E de maneira cortante disse calculadamente.
— E em troca você se sentiu autorizado a contornar regras, manipular
inventários e justificar gastos que não eram da empresa — rebati, cortante. —
Isso não é lealdade. É conveniência.
Houve um momento em que ele pareceu diminuir de tamanho diante de mim. A
arrogância se dissipava como o resto de dignidade no fundo de um copo quebrado.
Meu silêncio final pesava mais do que qualquer grito.
— Cheguei aqui com o intuito de corrigir cada erro cometido pela minha
família — disse, sem levantar a voz, olhando ainda pela janela.
Houve um instante de silêncio. Eu sabia que ele me ouvia, mesmo sem
resposta.
— Mas você, junto de alguns colegas, se opôs a cada mudança que visava
restaurar a integridade dessa empresa. Preferiram manter os erros como meio —
continuou —, de disfarçadamente porem a culpa na desculpa de estarem apenas
"fazendo o que sempre funcionou".
Virei-me lentamente, encontrando seu olhar.
— A verdade é que vocês estavam confortáveis demais com a desordem.
Ele não respondeu. Apenas baixou os olhos, como se, pela primeira vez,
sentisse o peso da própria consciência. Mas arrependimento tardio não pesava na
minha balança.
— Não vim aqui para agradar. Vim para corrigir.
Não dei margem para que a situação se prolongasse. Os dispensei com a
mesma frieza com que uma lâmina corta um laço já desgastado — informei que
havia trabalho a ser feito. E havia mesmo.
Retornei à minha mesa, organizei os papéis, respirei fundo. Era hora de
fazer os anúncios das vagas que agora estavam abertas. Este mercado precisava
de sangue novo — uma geração disposta a transformar o "novo" em
oportunidade, em crescimento real. Pessoas que não vissem o cargo como um
favor, mas como um campo fértil para despertar talentos adormecidos, para se
aprimorarem através do desafio, e não da zona de conforto.

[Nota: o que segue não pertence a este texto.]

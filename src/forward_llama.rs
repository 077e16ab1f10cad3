//! LLaMA forward pass with per-layer hook dispatch
//!
//! Custom implementation that runs layer-by-layer so each decoder layer's
//! output can be reported to the hook registry as it is produced.
//!
//! Weights load from a local directory (resolved via [`WeightsConfig`])
//! holding the usual HuggingFace export layout: `config.json`,
//! `tokenizer.json` and `model.safetensors` (single file or sharded with
//! `model.safetensors.index.json`).
//!
//! [`WeightsConfig`]: crate::config::WeightsConfig

use std::path::{Path, PathBuf};

use anyhow::{bail, Context, Result};
use candle_core::{DType, Device, IndexOp, Module, Tensor, D};
use candle_nn::{embedding, linear_no_bias, Embedding, Linear, RmsNorm, VarBuilder};
use tokenizers::Tokenizer;
use tracing::info;

use crate::hook::HookRegistry;
use crate::masks::create_causal_mask;
use crate::model::TapBackend;

/// Model configuration (matches HuggingFace config.json for LLaMA)
#[derive(Debug, Clone, serde::Deserialize)]
pub struct LlamaConfig {
    pub hidden_size: usize,
    pub intermediate_size: usize,
    pub num_attention_heads: usize,
    pub num_key_value_heads: usize,
    pub num_hidden_layers: usize,
    pub vocab_size: usize,
    #[serde(default = "default_rope_theta")]
    pub rope_theta: f64,
    #[serde(default = "default_rms_norm_eps")]
    pub rms_norm_eps: f64,
    #[serde(default = "default_max_position_embeddings")]
    pub max_position_embeddings: usize,
}

fn default_rope_theta() -> f64 {
    10_000.0
}

fn default_rms_norm_eps() -> f64 {
    1e-5
}

fn default_max_position_embeddings() -> usize {
    4096
}

/// Rotary Position Embeddings (RoPE)
struct RotaryEmbedding {
    cos: Tensor,
    sin: Tensor,
}

impl RotaryEmbedding {
    fn new(
        dim: usize,
        max_seq_len: usize,
        theta: f64,
        device: &Device,
        dtype: DType,
    ) -> Result<Self> {
        let inv_freq: Vec<f64> = (0..dim)
            .step_by(2)
            .map(|i| 1.0 / theta.powf(i as f64 / dim as f64))
            .collect();
        let inv_freq = Tensor::new(inv_freq, device)?.to_dtype(dtype)?;

        let positions: Vec<f64> = (0..max_seq_len).map(|i| i as f64).collect();
        let positions = Tensor::new(positions, device)?.to_dtype(dtype)?;

        // [seq_len, dim/2]
        let freqs = positions.unsqueeze(1)?.matmul(&inv_freq.unsqueeze(0)?)?;
        let cos = freqs.cos()?;
        let sin = freqs.sin()?;

        Ok(Self { cos, sin })
    }

    fn apply(&self, q: &Tensor, k: &Tensor) -> Result<(Tensor, Tensor)> {
        let seq_len = q.dim(2)?;
        let cos = self.cos.i(..seq_len)?;
        let sin = self.sin.i(..seq_len)?;

        let q_embed = apply_rotary_emb(q, &cos, &sin)?;
        let k_embed = apply_rotary_emb(k, &cos, &sin)?;

        Ok((q_embed, k_embed))
    }
}

fn apply_rotary_emb(x: &Tensor, cos: &Tensor, sin: &Tensor) -> Result<Tensor> {
    let (_b, _h, seq_len, head_dim) = x.dims4()?;
    let x_reshape = x.reshape(((), seq_len, head_dim / 2, 2))?;
    let x0 = x_reshape.i((.., .., .., 0))?;
    let x1 = x_reshape.i((.., .., .., 1))?;

    let cos = cos.unsqueeze(0)?.unsqueeze(0)?;
    let sin = sin.unsqueeze(0)?.unsqueeze(0)?;

    let out0 = (x0.broadcast_mul(&cos)? - x1.broadcast_mul(&sin)?)?;
    let out1 = (x0.broadcast_mul(&sin)? + x1.broadcast_mul(&cos)?)?;

    let out = Tensor::stack(&[&out0, &out1], D::Minus1)?;
    Ok(out.reshape(x.shape())?)
}

/// Multi-head attention (no bias on any projection)
struct Attention {
    q_proj: Linear,
    k_proj: Linear,
    v_proj: Linear,
    o_proj: Linear,
    num_heads: usize,
    num_kv_heads: usize,
    head_dim: usize,
}

impl Attention {
    fn load(vb: VarBuilder, config: &LlamaConfig) -> Result<Self> {
        let head_dim = config.hidden_size / config.num_attention_heads;
        // LLaMA has no bias on any projection
        let q_proj = linear_no_bias(
            config.hidden_size,
            config.num_attention_heads * head_dim,
            vb.pp("q_proj"),
        )?;
        let k_proj = linear_no_bias(
            config.hidden_size,
            config.num_key_value_heads * head_dim,
            vb.pp("k_proj"),
        )?;
        let v_proj = linear_no_bias(
            config.hidden_size,
            config.num_key_value_heads * head_dim,
            vb.pp("v_proj"),
        )?;
        let o_proj = linear_no_bias(
            config.num_attention_heads * head_dim,
            config.hidden_size,
            vb.pp("o_proj"),
        )?;

        Ok(Self {
            q_proj,
            k_proj,
            v_proj,
            o_proj,
            num_heads: config.num_attention_heads,
            num_kv_heads: config.num_key_value_heads,
            head_dim,
        })
    }

    fn forward(&self, x: &Tensor, rotary: &RotaryEmbedding) -> Result<Tensor> {
        let (b, seq_len, _) = x.dims3()?;

        let q = self.q_proj.forward(x)?;
        let k = self.k_proj.forward(x)?;
        let v = self.v_proj.forward(x)?;

        // Reshape for multi-head attention
        let q = q
            .reshape((b, seq_len, self.num_heads, self.head_dim))?
            .transpose(1, 2)?;
        let k = k
            .reshape((b, seq_len, self.num_kv_heads, self.head_dim))?
            .transpose(1, 2)?;
        let v = v
            .reshape((b, seq_len, self.num_kv_heads, self.head_dim))?
            .transpose(1, 2)?;

        // Apply rotary embeddings
        let (q, k) = rotary.apply(&q, &k)?;

        // Expand KV heads for grouped query attention
        let k = repeat_kv(k, self.num_heads / self.num_kv_heads)?;
        let v = repeat_kv(v, self.num_heads / self.num_kv_heads)?;

        // Ensure tensors are contiguous for matmul
        // (needed when n_rep=1 in repeat_kv, since transpose leaves non-contiguous layout)
        let q = q.contiguous()?;
        let k = k.contiguous()?;
        let v = v.contiguous()?;

        // Scaled dot-product attention
        let scale = 1.0 / (self.head_dim as f64).sqrt();
        let attn_weights = (q.matmul(&k.transpose(2, 3)?.contiguous()?)? * scale)?;

        // Causal mask
        let mask = create_causal_mask(seq_len, x.device(), x.dtype())?;
        let attn_weights = attn_weights.broadcast_add(&mask)?;

        let attn_weights = candle_nn::ops::softmax_last_dim(&attn_weights)?;
        let attn_output = attn_weights.matmul(&v)?;

        // Reshape back
        let attn_output = attn_output.transpose(1, 2)?.reshape((b, seq_len, ()))?;
        Ok(self.o_proj.forward(&attn_output)?)
    }
}

fn repeat_kv(x: Tensor, n_rep: usize) -> Result<Tensor> {
    if n_rep == 1 {
        return Ok(x);
    }
    let (b, num_kv_heads, seq_len, head_dim) = x.dims4()?;
    let x = x.unsqueeze(2)?;
    let x = x.expand((b, num_kv_heads, n_rep, seq_len, head_dim))?;
    Ok(x.reshape((b, num_kv_heads * n_rep, seq_len, head_dim))?)
}

/// MLP block (LLaMA style - SwiGLU, no bias)
#[allow(clippy::upper_case_acronyms)]
struct MLP {
    gate_proj: Linear,
    up_proj: Linear,
    down_proj: Linear,
}

impl MLP {
    fn load(vb: VarBuilder, config: &LlamaConfig) -> Result<Self> {
        let gate_proj = linear_no_bias(
            config.hidden_size,
            config.intermediate_size,
            vb.pp("gate_proj"),
        )?;
        let up_proj = linear_no_bias(
            config.hidden_size,
            config.intermediate_size,
            vb.pp("up_proj"),
        )?;
        let down_proj = linear_no_bias(
            config.intermediate_size,
            config.hidden_size,
            vb.pp("down_proj"),
        )?;

        Ok(Self {
            gate_proj,
            up_proj,
            down_proj,
        })
    }

    fn forward(&self, x: &Tensor) -> Result<Tensor> {
        // SwiGLU: down(silu(gate(x)) * up(x))
        let gate = self.gate_proj.forward(x)?;
        let gate = candle_nn::ops::silu(&gate)?;
        let up = self.up_proj.forward(x)?;
        let hidden = (gate * up)?;
        Ok(self.down_proj.forward(&hidden)?)
    }
}

/// Single decoder layer
struct DecoderLayer {
    self_attn: Attention,
    mlp: MLP,
    input_layernorm: RmsNorm,
    post_attention_layernorm: RmsNorm,
}

impl DecoderLayer {
    fn load(vb: VarBuilder, config: &LlamaConfig) -> Result<Self> {
        let self_attn = Attention::load(vb.pp("self_attn"), config)?;
        let mlp = MLP::load(vb.pp("mlp"), config)?;
        let input_layernorm = candle_nn::rms_norm(
            config.hidden_size,
            config.rms_norm_eps,
            vb.pp("input_layernorm"),
        )?;
        let post_attention_layernorm = candle_nn::rms_norm(
            config.hidden_size,
            config.rms_norm_eps,
            vb.pp("post_attention_layernorm"),
        )?;

        Ok(Self {
            self_attn,
            mlp,
            input_layernorm,
            post_attention_layernorm,
        })
    }

    fn forward(&self, x: &Tensor, rotary: &RotaryEmbedding) -> Result<Tensor> {
        let residual = x;
        let x = self.input_layernorm.forward(x)?;
        let x = self.self_attn.forward(&x, rotary)?;
        let x = (residual + x)?;

        let residual = &x;
        let x = self.post_attention_layernorm.forward(&x)?;
        let x = self.mlp.forward(&x)?;
        Ok((residual + x)?)
    }
}

/// Safetensors index for sharded models
#[derive(Debug, serde::Deserialize)]
struct SafetensorsIndex {
    weight_map: std::collections::HashMap<String, String>,
}

/// LLaMA model with per-layer hook dispatch
pub struct TapLlama {
    embed_tokens: Embedding,
    layers: Vec<DecoderLayer>,
    norm: RmsNorm,
    lm_head: Linear, // LLaMA never ties embeddings
    rotary: RotaryEmbedding,
    tokenizer: Tokenizer,
    bos_token_id: u32,
    hooks: HookRegistry,
    device: Device,
    n_layers: usize,
    hidden_size: usize,
    vocab_size: usize,
}

impl TapLlama {
    /// Load model and tokenizer from a local weights directory.
    pub fn load(model_dir: &Path, device: &Device, dtype: DType) -> Result<Self> {
        info!("Loading LLaMA from: {}", model_dir.display());

        let config_path = model_dir.join("config.json");
        let config_str = std::fs::read_to_string(&config_path)
            .with_context(|| format!("failed to read {}", config_path.display()))?;
        let config: LlamaConfig = serde_json::from_str(&config_str)?;

        info!(
            "Model config: {} layers, {} hidden, {} vocab",
            config.num_hidden_layers, config.hidden_size, config.vocab_size
        );

        let tokenizer_path = model_dir.join("tokenizer.json");
        let tokenizer = Tokenizer::from_file(&tokenizer_path)
            .map_err(|e| anyhow::anyhow!("Tokenizer error: {e}"))?;
        // the tokenizer treats <s> as the beginning-of-sequence marker
        let bos_token_id = tokenizer
            .token_to_id("<s>")
            .context("tokenizer has no <s> token")?;

        let weights_paths = weight_files(model_dir)?;
        info!("Loading weights from {} file(s)...", weights_paths.len());

        let vb = unsafe { VarBuilder::from_mmaped_safetensors(&weights_paths, dtype, device)? };
        let vb_model = vb.pp("model");

        let embed_tokens = embedding(
            config.vocab_size,
            config.hidden_size,
            vb_model.pp("embed_tokens"),
        )?;

        let mut layers = Vec::with_capacity(config.num_hidden_layers);
        for i in 0..config.num_hidden_layers {
            if (i + 1) % 10 == 0 || i == 0 {
                info!("Loading layer {}/{}", i + 1, config.num_hidden_layers);
            }
            let layer = DecoderLayer::load(vb_model.pp(format!("layers.{i}")), &config)?;
            layers.push(layer);
        }

        let norm =
            candle_nn::rms_norm(config.hidden_size, config.rms_norm_eps, vb_model.pp("norm"))?;

        let lm_head = linear_no_bias(config.hidden_size, config.vocab_size, vb.pp("lm_head"))?;

        let head_dim = config.hidden_size / config.num_attention_heads;
        let rotary = RotaryEmbedding::new(
            head_dim,
            config.max_position_embeddings,
            config.rope_theta,
            device,
            dtype,
        )?;

        info!(
            "Model loaded successfully with {} layers (vocab_size: {})",
            config.num_hidden_layers, config.vocab_size
        );

        Ok(Self {
            embed_tokens,
            layers,
            norm,
            lm_head,
            rotary,
            tokenizer,
            bos_token_id,
            hooks: HookRegistry::new(),
            device: device.clone(),
            n_layers: config.num_hidden_layers,
            hidden_size: config.hidden_size,
            vocab_size: config.vocab_size,
        })
    }
}

/// Resolve the safetensors file set for a local model directory
/// (single-file or sharded).
fn weight_files(model_dir: &Path) -> Result<Vec<PathBuf>> {
    let index_path = model_dir.join("model.safetensors.index.json");
    if index_path.exists() {
        let index_str = std::fs::read_to_string(&index_path)
            .with_context(|| format!("failed to read {}", index_path.display()))?;
        let index: SafetensorsIndex = serde_json::from_str(&index_str)?;

        let mut shard_names: Vec<String> = index.weight_map.values().cloned().collect();
        shard_names.sort();
        shard_names.dedup();

        return Ok(shard_names
            .into_iter()
            .map(|name| model_dir.join(name))
            .collect());
    }

    let single = model_dir.join("model.safetensors");
    if !single.exists() {
        bail!(
            "no model.safetensors or model.safetensors.index.json in {}",
            model_dir.display()
        );
    }
    Ok(vec![single])
}

impl TapBackend for TapLlama {
    fn n_layers(&self) -> usize {
        self.n_layers
    }

    fn hidden_size(&self) -> usize {
        self.hidden_size
    }

    fn vocab_size(&self) -> usize {
        self.vocab_size
    }

    fn device(&self) -> &Device {
        &self.device
    }

    fn hooks(&self) -> &HookRegistry {
        &self.hooks
    }

    fn encode(&self, text: &str, add_bos: bool) -> Result<Vec<u32>> {
        let encoding = self
            .tokenizer
            .encode(text, false)
            .map_err(|e| anyhow::anyhow!("Tokenization error: {e}"))?;

        let mut ids = Vec::with_capacity(encoding.get_ids().len() + 1);
        if add_bos {
            ids.push(self.bos_token_id);
        }
        ids.extend_from_slice(encoding.get_ids());
        Ok(ids)
    }

    /// Full forward pass returning logits of shape `(1, seq, vocab)`.
    ///
    /// Each decoder layer's output (the post-MLP residual stream) is
    /// reported to the hook registry before the next layer runs.
    fn forward(&self, input_ids: &Tensor) -> Result<Tensor> {
        let mut hidden = self.embed_tokens.forward(input_ids)?;

        for (i, layer) in self.layers.iter().enumerate() {
            hidden = layer.forward(&hidden, &self.rotary)?;
            self.hooks.record(i, &hidden);
        }

        let hidden = self.norm.forward(&hidden)?;
        Ok(self.lm_head.forward(&hidden)?)
    }
}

O passado, por mais que doa ou incomode, já tinha sido arquivado. Agora,
eu construía o futuro — com alicerces firmes e gente capaz de sustentá-lo.
Pretendo oferecer bons benefícios àqueles que permanecerem e abraçarem
as novas diretrizes, assim como aos novos integrantes que farão parte desta equipe
a partir de agora. Quero deixar para trás o passado de uma empresa limitada,
estagnada, e transformá-la em uma organização inovadora — onde o talento se
destaca, independentemente do cargo.
Mesmo sendo apenas um mercado, meu objetivo é claro: expandir a rede o mais rápido possível. E para isso, precisarei de pessoas comprometidas, de futuros gerentes, de líderes em potencial. Quem estiver disposto a crescer junto, terá espaço e reconhecimento.